20 novembre 2020
Cour d'appel de Paris
RG n° 17/13050

Pôle 6 - Chambre 12

Texte de la décision

RÉPUBLIQUE FRANÇAISE

AU NOM DU PEUPLE FRANÇAIS







COUR D'APPEL DE PARIS

Pôle 6 - Chambre 12



ARRÊT DU 20 Novembre 2020



(n° , 4 pages)





Numéro d'inscription au répertoire général : S N° RG 17/13050 - N° Portalis 35L7-V-B7B-B4KNA



Décision déférée à la Cour : jugement rendu le 07 Septembre 2017 par le Tribunal des Affaires de Sécurité Sociale de BOBIGNY RG n° 16/00249





APPELANTE

CPAM de MAINE ET LOIRE

[Adresse 1]

[Localité 2]

représenté par Me Florence KATO, avocat au barreau de PARIS, toque : D1901





INTIMEE

SA LACTALIS NESTLE ULTRA FRAIS MARQUES

[Adresse 4]

[Adresse 4]

[Localité 3]

représentée par Me Frédérique BELLET, avocat au barreau de PARIS, toque : C0881





COMPOSITION DE LA COUR :



En application des dispositions de l'article 945-1 du code de procédure civile, l'affaire a été débattue le 07 Octobre 2020, en audience publique, les parties ne s'y étant pas opposées, devant M. Pascal PEDRON, Président de chambre, chargé du rapport.

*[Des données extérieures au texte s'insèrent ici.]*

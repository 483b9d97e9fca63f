//! Initialization helpers: database connection + migrations.

use std::path::Path;

use anyhow::Result;

use crate::config::Config;

/// Redact potentially sensitive information from a database URL before logging.
///
/// Attempts to parse the URL and remove userinfo (username:password) components.
/// Falls back to removing everything before '@' or returning "(redacted)".
pub fn redact_db_url(db_url: &str) -> String {
    if let Ok(url) = url::Url::parse(db_url) {
        let scheme = url.scheme();
        let host = url.host_str().unwrap_or("");
        let port_part = url.port().map(|p| format!(":{}", p)).unwrap_or_default();
        let path = url.path();
        format!("{}://{}{}{}", scheme, host, port_part, path)
    } else {
        if let Some(at_pos) = db_url.find('@') {
            let without_creds = &db_url[at_pos + 1..];
            return format!("(redacted){}", without_creds);
        }
        "(redacted)".to_string()
    }
}

/// Initialize the SQLite connection pool and run migrations.
///
/// Creates the parent directory for the database file (if applicable),
/// opens a connection pool using `create_if_missing(true)` and runs migrations.
pub async fn init_db(config: &Config) -> Result<sqlx::SqlitePool> {
    let db_url = &config.database.url;
    tracing::info!("Connecting to database: {}", redact_db_url(db_url));

    // Extract the file path from the database URL
    let db_path = db_url.strip_prefix("sqlite://").unwrap_or(db_url);
    let db_file_path = Path::new(db_path);

    // Create parent directory if it doesn't exist
    if let Some(parent) = db_file_path.parent() {
        if !parent.as_os_str().is_empty() {
            std::fs::create_dir_all(parent).map_err(|e| {
                anyhow::anyhow!(
                    "Failed to create database directory {}: {}",
                    parent.display(),
                    e
                )
            })?;
        }
    }

    let connect_options = sqlx::sqlite::SqliteConnectOptions::new()
        .filename(db_path)
        .create_if_missing(true);

    let pool = sqlx::sqlite::SqlitePoolOptions::new()
        .max_connections(config.database.max_connections)
        .connect_with(connect_options)
        .await?;

    tracing::info!("Running database migrations");
    sqlx::migrate!("./migrations").run(&pool).await?;

    Ok(pool)
}
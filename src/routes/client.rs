use std::sync::Arc;

use axum::{extract::State, routing::post, Json, Router};

use crate::error::AppResult;
use crate::services::booking::{book_slot, BookingConfirmation, ScheduleRequest};
use crate::AppState;

pub fn router() -> Router<Arc<AppState>> {
    Router::new().route("/agendar", post(agendar))
}

/// Public booking endpoint: turns a slot + contact info into a reservation
/// and a calendar event.
async fn agendar(
    State(state): State<Arc<AppState>>,
    Json(request): Json<ScheduleRequest>,
) -> AppResult<Json<BookingConfirmation>> {
    let confirmation = book_slot(&state, request).await?;
    Ok(Json(confirmation))
}

#[cfg(test)]
mod tests {
    use super::*;
    use crate::db::{SlotRepository, UserRepository};
    use crate::testutils::{test_state, StubCalendarService};
    use axum::body::Body;
    use http::Request;
    use http_body_util::BodyExt;
    use serde_json::{json, Value};
    use tower::util::ServiceExt;

    async fn seed(state: &crate::AppState) -> String {
        UserRepository::upsert_by_google_id(
            &state.db,
            "g-1",
            "dono@example.com",
            "Dono",
            Some("refresh-1"),
        )
        .await
        .unwrap();
        SlotRepository::upsert_ignore(&state.db, "2025-07-21", "14:00")
            .await
            .unwrap();
        SlotRepository::list_available(&state.db, None).await.unwrap()[0]
            .id
            .clone()
    }

    fn booking_body(slot_id: &str) -> Value {
        json!({
            "name": "Maria Silva",
            "email": "maria@example.com",
            "date": "2025-07-21",
            "time": "14:00",
            "timeZone": "America/Sao_Paulo",
            "slotId": slot_id,
        })
    }

    fn post_agendar(body: &Value) -> Request<Body> {
        Request::builder()
            .method("POST")
            .uri("/agendar")
            .header(http::header::CONTENT_TYPE, "application/json")
            .body(Body::from(body.to_string()))
            .unwrap()
    }

    #[tokio::test]
    async fn booking_then_rebooking_yields_conflict() {
        let (state, _stub) = test_state(StubCalendarService::succeeding()).await;
        let slot_id = seed(&state).await;

        let app = router().with_state(state.clone());
        let response = app
            .clone()
            .oneshot(post_agendar(&booking_body(&slot_id)))
            .await
            .unwrap();
        assert_eq!(response.status(), http::StatusCode::OK);

        let body = response.into_body().collect().await.unwrap().to_bytes();
        let confirmation: Value = serde_json::from_slice(&body).unwrap();
        assert_eq!(confirmation["message"], "Agendamento realizado com sucesso!");
        assert_eq!(confirmation["eventId"], "evt-1");
        assert_eq!(confirmation["slotBooked"]["isBooked"], true);

        // Booked slot no longer shows up as available.
        let remaining = SlotRepository::list_available(&state.db, None).await.unwrap();
        assert!(remaining.iter().all(|s| s.id != slot_id));

        let response = app
            .oneshot(post_agendar(&booking_body(&slot_id)))
            .await
            .unwrap();
        assert_eq!(response.status(), http::StatusCode::CONFLICT);

        let body = response.into_body().collect().await.unwrap().to_bytes();
        let error: Value = serde_json::from_slice(&body).unwrap();
        assert_eq!(error["error"], "Este horário já foi agendado.");
    }

    #[tokio::test]
    async fn mismatched_slot_time_is_bad_request() {
        let (state, _stub) = test_state(StubCalendarService::succeeding()).await;
        let slot_id = seed(&state).await;

        let mut body = booking_body(&slot_id);
        body["time"] = json!("15:30");

        let app = router().with_state(state);
        let response = app.oneshot(post_agendar(&body)).await.unwrap();
        assert_eq!(response.status(), http::StatusCode::BAD_REQUEST);
    }

    #[tokio::test]
    async fn missing_fields_are_bad_request() {
        let (state, _stub) = test_state(StubCalendarService::succeeding()).await;
        seed(&state).await;

        let app = router().with_state(state);
        let response = app
            .oneshot(post_agendar(&json!({ "name": "Maria Silva" })))
            .await
            .unwrap();
        assert_eq!(response.status(), http::StatusCode::BAD_REQUEST);
    }

    #[tokio::test]
    async fn remote_failure_surfaces_as_server_error_and_frees_slot() {
        let (state, _stub) = test_state(StubCalendarService::unavailable()).await;
        let slot_id = seed(&state).await;

        let app = router().with_state(state.clone());
        let response = app.oneshot(post_agendar(&booking_body(&slot_id))).await.unwrap();
        assert_eq!(response.status(), http::StatusCode::INTERNAL_SERVER_ERROR);

        let slot = SlotRepository::find_by_id(&state.db, &slot_id)
            .await
            .unwrap()
            .unwrap();
        assert!(!slot.is_booked);
    }
}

Ce magistrat a rendu compte des plaidoiries dans le délibéré de la cour, composée de :

M. Pascal PEDRON, président de chambre

Mme Sophie BRINET, présidente de chambre

M. Gilles REVELLES, conseiller



qui en ont délibéré



Greffier : M. Fabrice LOISEAU, lors des débats





ARRÊT :



- CONTRADICTOIRE

- prononcé

par mise à disposition de l'arrêt au greffe de la cour, les parties en ayant été préalablement avisées dans les conditions prévues au deuxième alinéa de l'article 450 du code de procédure civile.

-signé par M. Pascal PEDRON, président de chambre et par Mme Vénusia DAMPIERRE, greffière, auquel la minute de la décision a été remise par le magistrat signataire.







La cour statue sur l'appel interjeté par la CPAM du Maine et Loire (la caisse) de jugements rendus le 07 septembre 2017 et le 12 octobre 2017 par le tribunal des affaires de sécurité sociale de Bobigny dans un litige l'opposant à la société Lactalis Nestle Ultra-Frais Marques (la société)




FAITS, PROCEDURE, PRETENTIONS ET MOYENS DES PARTIES



M. [G], salarié de la société, a établi une déclaration de maladie professionnelle au titre d'une tendinopathie de l'épaule droite transmise par la caisse à l'employeur le 18 août 2014; le 24 octobre 2014, la caisse a notifié à l'employeur le recours au délai complémentaire d'instruction ; la condition tenant à la liste limitative des travaux n'étant pas remplie, la caisse a informé la société le 19 mars 2015 de la possibilité de venir consulter le dossier avant transmission de celui-ci au CRRMP des Pays de Loire ; après réception de l'avis favorable de ce dernier, la caisse a notifié à l'employeur le 08 octobre 2015 la prise en charge au titre de la législation professionnelle de la maladie déclarée par M. [G] au titre du tableau n°57.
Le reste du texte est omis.